Great Meadows CDP, New Jersey – Racial and ethnic composition Note: the US Census treats Hispanic/Latino as an ethnic category. This table excludes Latinos from the racial categories and assigns them to a separate category. Hispanics/Latinos may be of any race.
| Race / Ethnicity (NH = Non-Hispanic) | Pop 2010 | Pop 2020 | % 2010 | % 2020 |
|---|---|---|---|---|
| White alone (NH) | 276 | 230 | 91.09% | 75.41% |
| Black or African American alone (NH) | 1 | 7 | 0.33% | 2.30% |
| Native American or Alaska Native alone (NH) | 0 | 0 | 0.00% | 0.00% |
| Asian alone (NH) | 13 | 11 | 4.29% | 3.61% |
| Native Hawaiian or Pacific Islander alone (NH) | 0 | 0 | 0.00% | 0.00% |
| Other race alone (NH) | 0 | 2 | 0.00% | 0.66% |
| Mixed race or Multiracial (NH) | 0 | 26 | 0.00% | 8.52% |
| Hispanic or Latino (any race) | 13 | 29 | 4.29% | 9.51% |
| Total | 303 | 305 | 100.00% | 100.00% |

===2010 census===
The 2010 United States census counted 303 people, 104 households, and 74 families in the CDP. The population density was 193.6 /sqmi. There were 113 housing units at an average density of 72.2 /sqmi. The racial makeup was 91.75% (278) White, 0.33% (1) Black or African American, 0.00% (0) Native American, 4.29% (13) Asian, 0.00% (0) Pacific Islander, 2.31% (7) from other races, and 1.32% (4) from two or more races. Hispanic or Latino of any race were 4.29% (13) of the population.

Of the 104 households, 39.4% had children under the age of 18; 56.7% were married couples living together; 8.7% had a female householder with no husband present and 28.8% were non-families. Of all households, 23.1% were made up of individuals and 11.5% had someone living alone who was 65 years of age or older. The average household size was 2.89 and the average family size was 3.47.
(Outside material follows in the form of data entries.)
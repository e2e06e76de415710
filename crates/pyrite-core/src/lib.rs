// Copyright 2025 the Pyrite authors
//
// Licensed under the Apache License, Version 2.0 (the "License");
// you may not use this file except in compliance with the License.
// You may obtain a copy of the License at
//
//     http://www.apache.org/licenses/LICENSE-2.0
//
// Unless required by applicable law or agreed to in writing, software
// distributed under the License is distributed on an "AS IS" BASIS,
// WITHOUT WARRANTIES OR CONDITIONS OF ANY KIND, either express or implied.
// See the License for the specific language governing permissions and
// limitations under the License.

//! # Pyrite Core
//!
//! Foundational crate containing the GPU capability traits, descriptor and
//! resource value types, the error hierarchy, and a small column-major math
//! module. Everything here is backend-agnostic: the D3D12 backend and the
//! renderer both depend on this crate, never on each other.

#![warn(missing_docs)]

pub mod gpu;
pub mod math;
pub mod platform;

pub use gpu::error::{DeviceError, RenderError, ResourceError, ShaderError};
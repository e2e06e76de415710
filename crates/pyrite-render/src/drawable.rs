// Copyright 2025 the Pyrite authors
//
// Licensed under the Apache License, Version 2.0 (the "License");
// you may not use this file except in compliance with the License.
// You may obtain a copy of the License at
//
//     http://www.apache.org/licenses/LICENSE-2.0
//
// Unless required by applicable law or agreed to in writing, software
// distributed under the License is distributed on an "AS IS" BASIS,
// WITHOUT WARRANTIES OR CONDITIONS OF ANY KIND, either express or implied.
// See the License for the specific language governing permissions and
// limitations under the License.

//! Drawables: the unit of per-object constants and draw submission.

use crate::material::MaterialHandle;
use crate::mesh::MeshHandle;
use pyrite_core::math::Mat4;

/// One indexed draw within a drawable's mesh.
#[derive(Debug, Clone, Copy)]
pub struct DrawRange {
    /// Number of indices.
    pub index_count: u32,
    /// First index into the mesh's index buffer.
    pub start_index: u32,
    /// Value added to each index before vertex fetch.
    pub base_vertex: i32,
}

/// A renderable instance: a mesh region, a material, a transform, and a
/// dense slot in every frame's per-object constant buffer.
///
/// Handles are arena indices into the renderer's mesh and material vectors;
/// drawables never hold references into them.
#[derive(Debug, Clone)]
pub struct Drawable {
    /// Mesh the ranges index into.
    pub mesh: MeshHandle,
    /// Material bound for every range.
    pub material: MaterialHandle,
    /// Draw ranges, issued in order. Usually one; several when the source
    /// primitive was split.
    pub ranges: Vec<DrawRange>,
    /// Dense index into each frame's per-object upload buffer, in
    /// `[0, num_drawables)`.
    pub per_object_cb_index: u32,
    /// Local-to-world transform.
    pub world: Mat4,
    /// Copies of the world matrix not yet refreshed, one per frame
    /// resource.
    pub num_frames_dirty: u32,
}

impl Drawable {
    /// Replaces the transform and marks every frame copy stale.
    pub fn set_world(&mut self, world: Mat4, num_frames: u32) {
        self.world = world;
        self.num_frames_dirty = num_frames;
    }
}

#[cfg(test)]
mod tests {
    use super::*;
    use pyrite_core::math::Vec3;

    #[test]
    fn set_world_rearms_dirty_counter() {
        let mut drawable = Drawable {
            mesh: MeshHandle(0),
            material: MaterialHandle(0),
            ranges: vec![DrawRange {
                index_count: 36,
                start_index: 0,
                base_vertex: 0,
            }],
            per_object_cb_index: 0,
            world: Mat4::IDENTITY,
            num_frames_dirty: 0,
        };
        drawable.set_world(Mat4::from_translation(Vec3::new(1.0, 2.0, 3.0)), 3);
        assert_eq!(drawable.num_frames_dirty, 3);
    }
}
// Copyright 2025 the Pyrite authors
//
// Licensed under the Apache License, Version 2.0 (the "License");
// you may not use this file except in compliance with the License.
// You may obtain a copy of the License at
//
//     http://www.apache.org/licenses/LICENSE-2.0
//
// Unless required by applicable law or agreed to in writing, software
// distributed under the License is distributed on an "AS IS" BASIS,
// WITHOUT WARRANTIES OR CONDITIONS OF ANY KIND, either express or implied.
// See the License for the specific language governing permissions and
// limitations under the License.

//! The D3D12 device: adapter selection with WARP fallback, the direct
//! queue and its fence, resource factories, and the shared command list.
//!
//! GPU objects live in interior tables behind a mutex and are addressed by
//! the ID newtypes from `pyrite-core`; nothing COM-shaped crosses the
//! trait boundary.

use crate::convert;
use crate::list::Dx12CommandList;
use pyrite_core::gpu::{
    BufferId, CommandAllocatorId, CommandList, DescriptorHeapDescriptor, DescriptorHeapId,
    DeviceError, GpuDevice, HeapSlot, PipelineStateDescriptor, PipelineStateId, ResourceError,
    ResourceState, RootSignatureDescriptor, RootSignatureId, ShaderError, ShaderModuleDescriptor,
    ShaderModuleId, ShaderStage, TextureDescriptor, TextureFormat, TextureId, TextureUsage,
};
use std::ffi::CString;
use std::fmt;
use std::ptr;
use std::sync::Mutex;
use std::sync::atomic::{AtomicU64, Ordering};
use std::sync::Arc;
use winapi::shared::dxgi::{DXGI_ADAPTER_DESC1, DXGI_ADAPTER_FLAG_SOFTWARE, IDXGIAdapter1};
use winapi::shared::dxgi1_3::CreateDXGIFactory2;
use winapi::shared::dxgi1_4::IDXGIFactory4;
use winapi::shared::dxgiformat;
use winapi::shared::winerror::{HRESULT, SUCCEEDED};
use winapi::um::d3d12::*;
use winapi::um::d3dcommon::{D3D_FEATURE_LEVEL_11_0, ID3DBlob};
use winapi::um::d3dcompiler::{D3DCompileFromFile, D3DCOMPILE_DEBUG, D3DCOMPILE_SKIP_OPTIMIZATION};
use winapi::um::handleapi::CloseHandle;
use winapi::um::synchapi::{CreateEventExW, WaitForSingleObject};
use winapi::um::winbase::{INFINITE, WAIT_OBJECT_0};
use winapi::um::winnt::{EVENT_ALL_ACCESS, HANDLE};
use winapi::Interface;
use wio::com::ComPtr;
29.0% of the population were under the age of 18, 6.3% from 18 to 24, 27.4% from 25 to 44, 27.1% from 45 to 64, and 10.2% who were 65 years of age or older. The median age was 38.3 years. For every 100 females, the population had 106.1 males. For every 100 females ages 18 and older there were 97.2 males.

===2000 census===
As of the 2000 United States census, the population for ZIP Code Tabulation Area 07838 was 3,149.

==Notable people==

People who were born in, residents of, or otherwise closely associated with Great Meadows include:
- Bobby Caldwell (1951–2023), singer, songwriter, and musician, best known for his signature song "What You Won't Do for Love"
- Cole Kimball (born 1985), pitcher drafted by the Washington Nationals.